Well, wonder no more, for Paul Preece and David Scott (AKA the Casual Collective) have just the thing: Farragomate! Compete against up to 9 other players to make the best sentence out of a given pool of words. To start, just enter your name and join, or create a game. Each game consists of 10 rounds. During a round there are two phases: sentence building and voting.
During the sentence building phase, click words to put them into the submission box and drag them to move them around. Try to make a complete sentence that fits the theme (if there is one) and makes some sort of sense. It's harder than it seems, because you have at most 80 seconds to look over the words, think of something to say and get them all in order before they are submitted.
After time is up, all players sentences are displayed (unmarked, so you don't know who submitted what), and you then vote for your favorite from among the other sentences. Each vote is worth 1 point, and the top vote getters each receive 5 points. Anyone who votes for the winner also gets 1 point. At the end of ten rounds, the player with the most accumulated points wins!
Farragomate was almost certainly created as a tribute to Psychobabble, a discontinued Popcap game built on essentially the same principle. Psychobabble fans who were disappointed when Popcap pulled their multiplayer games will absolutely find Farragomate to their liking, as there is little difference between the two.
Analysis: At its core, Farragomate is a party game, the sort of thing your family pulls out to ward off drowsiness after Christmas dinner. Now, it's quite difficult to successfully make a party-style game work over the internet; for one thing, the face-to-face contact and inside personal knowledge that makes such games as Taboo, Balderdash, and Apples to Apples fun just cannot be recreated on a computer screen. Farragomate also shares this shortcoming.
However, a game like Farragomate lends itself much more readily to a computer screen interface than to pencil and paper, and there are two features which can add a slight amount of personalization to the game. First, the players may vote on themes for the round. Second, the names of the players are always available as possible words to use in your sentences. Unfortunately, this second feature also provides a loophole to introduce potentially offensive words, even if you use the filtered wordsets.
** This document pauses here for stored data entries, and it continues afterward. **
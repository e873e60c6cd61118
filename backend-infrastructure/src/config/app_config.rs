use std::env;
use std::path::Path;

use anyhow::{anyhow, Result};
use serde::Deserialize;
use tokio::fs;
use tracing::warn;

use backend_domain::RuntimeConfig;

use super::validation::{validate_identities, IdentityEntry};

pub const CONFIG_ENV: &str = "GATHERLY_CONFIG";

#[derive(Debug, Deserialize, Clone)]
#[serde(default)]
pub struct AppConfig {
    pub bind_addr: String,
    pub data_path: Option<String>,
    pub home_region: String,
    pub catalog_url: Option<String>,
    pub catalog_token: Option<String>,
    pub catalog_location: String,
    pub catalog_within: String,
    pub catalog_fixture_path: Option<String>,
    pub identities: Vec<IdentityEntry>,
    pub max_body_bytes: u64,
    pub request_timeout_seconds: u64,
    pub log_dir: Option<String>,
}

impl Default for AppConfig {
    fn default() -> Self {
        let runtime = RuntimeConfig::default();
        Self {
            bind_addr: runtime.bind_addr,
            data_path: None,
            home_region: runtime.home_region,
            catalog_url: None,
            catalog_token: None,
            catalog_location: runtime.catalog_location,
            catalog_within: runtime.catalog_within,
            catalog_fixture_path: None,
            identities: Vec::new(),
            max_body_bytes: runtime.max_body_bytes,
            request_timeout_seconds: runtime.request_timeout_seconds,
            log_dir: None,
        }
    }
}

impl AppConfig {
    pub async fn load() -> Result<Self> {
        let path = env::var(CONFIG_ENV).unwrap_or_else(|_| "./config.toml".to_string());
        Self::load_from(&path).await
    }

    pub async fn load_from(path: &str) -> Result<Self> {
        let file_path = Path::new(path);
        let base_dir = file_path.parent();
        let mut config = if file_path.exists() {
            let content = fs::read_to_string(file_path).await?;
            Self::from_toml(&content)?
        } else {
            warn!("config file {} not found, using defaults", path);
            AppConfig::default()
        };
        config.apply_env_overrides();
        config.resolve_paths(base_dir);
        config.normalize();
        config.validate()?;
        Ok(config)
    }

    pub fn from_toml(content: &str) -> Result<Self> {
        toml::from_str(content).map_err(|err| anyhow!("invalid config: {}", err))
    }

    pub fn normalize(&mut self) {
        self.data_path = normalize_optional(self.data_path.take());
        self.catalog_url = normalize_optional(self.catalog_url.take())
            .map(|url| url.trim_end_matches('/').to_string());
        self.catalog_token = normalize_optional(self.catalog_token.take());
        self.catalog_fixture_path = normalize_optional(self.catalog_fixture_path.take());
        self.log_dir = normalize_optional(self.log_dir.take());
        self.home_region = self.home_region.trim().to_string();
        self.catalog_location = self.catalog_location.trim().to_string();
        self.catalog_within = self.catalog_within.trim().to_string();
    }

    fn resolve_paths(&mut self, base_dir: Option<&Path>) {
        let Some(base) = base_dir else {
            return;
        };
        self.data_path = self.data_path.as_deref().map(|path| resolve_path(base, path));
        self.catalog_fixture_path = self
            .catalog_fixture_path
            .as_deref()
            .map(|path| resolve_path(base, path));
        self.log_dir = self.log_dir.as_deref().map(|path| resolve_path(base, path));
    }

    pub fn validate(&self) -> Result<()> {
        self.bind_addr
            .parse::<std::net::SocketAddr>()
            .map_err(|err| anyhow!("invalid bind_addr: {}", err))?;
        if self.home_region.is_empty() {
            return Err(anyhow!("home_region must not be empty"));
        }
        if self.catalog_location.is_empty() {
            return Err(anyhow!("catalog_location must not be empty"));
        }
        if self.max_body_bytes == 0 {
            return Err(anyhow!("max_body_bytes must be greater than 0"));
        }
        if self.request_timeout_seconds == 0 {
            return Err(anyhow!("request_timeout_seconds must be greater than 0"));
        }
        if let Some(url) = &self.catalog_url {
            if !(url.starts_with("http://") || url.starts_with("https://")) {
                return Err(anyhow!("catalog_url must be an http(s) url"));
            }
        }
        validate_identities(&self.identities)
    }

    pub fn to_runtime_config(&self) -> RuntimeConfig {
        RuntimeConfig {
            bind_addr: self.bind_addr.clone(),
            home_region: self.home_region.clone(),
            catalog_location: self.catalog_location.clone(),
            catalog_within: self.catalog_within.clone(),
            max_body_bytes: self.max_body_bytes,
            request_timeout_seconds: self.request_timeout_seconds,
        }
    }

    fn apply_env_overrides(&mut self) {
        if let Ok(value) = env::var("GATHERLY_BIND_ADDR") {
            self.bind_addr = value;
        }
        if let Ok(value) = env::var("GATHERLY_DATA_PATH") {
            self.data_path = Some(value);
        }
        if let Ok(value) = env::var("GATHERLY_HOME_REGION") {
            self.home_region = value;
        }
        if let Ok(value) = env::var("GATHERLY_CATALOG_URL") {
            self.catalog_url = Some(value);
        }
        if let Ok(value) = env::var("GATHERLY_CATALOG_TOKEN") {
            self.catalog_token = Some(value);
        }
        if let Ok(value) = env::var("GATHERLY_CATALOG_LOCATION") {
            self.catalog_location = value;
        }
        if let Ok(value) = env::var("GATHERLY_CATALOG_WITHIN") {
            self.catalog_within = value;
        }
        if let Ok(value) = env::var("GATHERLY_CATALOG_FIXTURE_PATH") {
            self.catalog_fixture_path = Some(value);
        }
        if let Ok(value) = env::var("GATHERLY_MAX_BODY_BYTES") {
            self.max_body_bytes = value.parse().unwrap_or(self.max_body_bytes);
        }
        if let Ok(value) = env::var("GATHERLY_REQUEST_TIMEOUT_SECONDS") {
            self.request_timeout_seconds = value.parse().unwrap_or(self.request_timeout_seconds);
        }
        if let Ok(value) = env::var("GATHERLY_LOG_DIR") {
            self.log_dir = Some(value);
        }
    }
}

fn resolve_path(base: &Path, value: &str) -> String {
    let trimmed = value.trim();
    if trimmed.is_empty() {
        return trimmed.to_string();
    }
    let path = Path::new(trimmed);
    if path.is_absolute() {
        trimmed.to_string()
    } else {
        base.join(path).to_string_lossy().to_string()
    }
}

fn normalize_optional(value: Option<String>) -> Option<String> {
    value.and_then(|raw| {
        let trimmed = raw.trim();
        if trimmed.is_empty() {
            None
        } else {
            Some(trimmed.to_string())
        }
    })
}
A word of caution: juvenile humor abounds, so if innuendo and references to various bodily functions send your eyes rolling back into your head, you may find Farragomate underwhelming. Even the filtered word sets aren't exactly G-rated, hence our orange rating. But if you can get past that, Farragomate presents a unique challenge to both your left and right cranial lobes, and provides a fix for all you jonesing Psychobabble junkies.